YOUR INSTRUCTIONS:
A word-for-word transcription of every record is needed.

─── DATA FOR THIS EXERCISE ───

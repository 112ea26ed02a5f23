// Read-only view of the driver state handed to the renderer

use crate::buffer::Order;
use crate::driver::{RunState, Status};
use crate::sorting::{Algorithm, Step};

/// Everything a frame needs, borrowed from the driver
#[derive(Debug, Clone, Copy)]
pub struct Snapshot<'a> {
    pub values: &'a [u32],
    pub order: Order,
    pub algorithm: Algorithm,
    pub state: RunState,
    pub status: Status,
    pub tick_rate: u32,
    pub bars: usize,
    pub steps: usize,
    pub last_step: Option<Step>,
}

impl Snapshot<'_> {
    pub fn is_playing(&self) -> bool {
        self.state == RunState::Running
    }

    /// Indices touched by the most recent step
    pub fn highlighted(&self) -> Vec<usize> {
        self.last_step.map(|step| step.touched()).unwrap_or_default()
    }

    /// Status line text
    pub fn message(&self) -> &'static str {
        match (self.status, self.state) {
            (Status::Sorted, _) => "Sorted",
            (Status::Ready, RunState::Running) => "Starting...",
            (Status::Ready, _) => "Ready!",
            (Status::InProgress, RunState::Running) => "Sorting...",
            (Status::InProgress, _) => "Paused",
        }
    }
}
//! Insertion sort

use super::{Progress, Step, StepProducer};
use crate::buffer::{Order, WorkingBuffer};

/// Insertion sort by adjacent swaps: the element at `next` is carried left
/// one position per step until its predecessor no longer follows it.
#[derive(Debug, Clone)]
pub struct InsertionSort {
    order: Order,
    len: usize,
    /// Index of the element currently being inserted (0 before the first)
    next: usize,
    /// Current position of that element
    cursor: usize,
}

impl InsertionSort {
    pub fn new(len: usize, order: Order) -> Self {
        InsertionSort {
            order,
            len,
            next: 0,
            cursor: 0,
        }
    }
}

impl StepProducer for InsertionSort {
    fn advance(&mut self, buffer: &mut WorkingBuffer) -> Progress {
        loop {
            if self.next >= self.len {
                return Progress::Completed;
            }

            let k = self.cursor;
            if k > 0 && self.order.precedes(buffer.get(k), buffer.get(k - 1)) {
                buffer.swap(k - 1, k);
                self.cursor -= 1;
                return Progress::Progressed(Step::Swap { a: k - 1, b: k });
            }

            self.next += 1;
            self.cursor = self.next;
        }
    }
}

───

WRITTEN ANSWER:
repository 112ea26ed02a5f23
// Read-only view of the driver state handed to the renderer

use crate::buffer::Order;
use crate::driver::{RunState, Status};
use crate::sorting::{Algorithm, Step};

/// Everything a frame needs, borrowed from the driver
#[derive(Debug, Clone, Copy)]
pub struct Snapshot<'a> {
    pub values: &'a [u32],
    pub order: Order,
    pub algorithm: Algorithm,
    pub state: RunState,
    pub status: Status,
    pub tick_rate: u32,
    pub bars: usize,
    pub steps: usize,
    pub last_step: Option<Step>,
}

impl Snapshot<'_> {
    pub fn is_playing(&self) -> bool {
        self.state == RunState::Running
    }

    /// Indices touched by the most recent step
    pub fn highlighted(&self) -> Vec<usize> {
        self.last_step.map(|step| step.touched()).unwrap_or_default()
    }

    /// Status line text
    pub fn message(&self) -> &'static str {
        match (self.status, self.state) {
            (Status::Sorted, _) => "Sorted",
            (Status::Ready, RunState::Running) => "Starting...",
            (Status::Ready, _) => "Ready!",
            (Status::InProgress, RunState::Running) => "Sorting...",
            (Status::InProgress, _) => "Paused",
        }
    }
}
//! Insertion sort

use super::{Progress, Step, StepProducer};
use crate::buffer::{Order, WorkingBuffer};

/// Insertion sort by adjacent swaps: the element at `next` is carried left
/// one position per step until its predecessor no longer follows it.
#[derive(Debug, Clone)]
pub struct InsertionSort {
    order: Order,
    len: usize,
    /// Index of the element currently being inserted (0 before the first)
    next: usize,
    /// Current position of that element
    cursor: usize,
}

impl InsertionSort {
    pub fn new(len: usize, order: Order) -> Self {
        InsertionSort {
            order,
            len,
            next: 0,
            cursor: 0,
        }
    }
}

impl StepProducer for InsertionSort {
    fn advance(&mut self, buffer: &mut WorkingBuffer) -> Progress {
        loop {
            if self.next >= self.len {
                return Progress::Completed;
            }

            let k = self.cursor;
            if k > 0 && self.order.precedes(buffer.get(k), buffer.get(k - 1)) {
                buffer.swap(k - 1, k);
                self.cursor -= 1;
                return Progress::Progressed(Step::Swap { a: k - 1, b: k });
            }

            self.next += 1;
            self.cursor = self.next;
        }
    }
}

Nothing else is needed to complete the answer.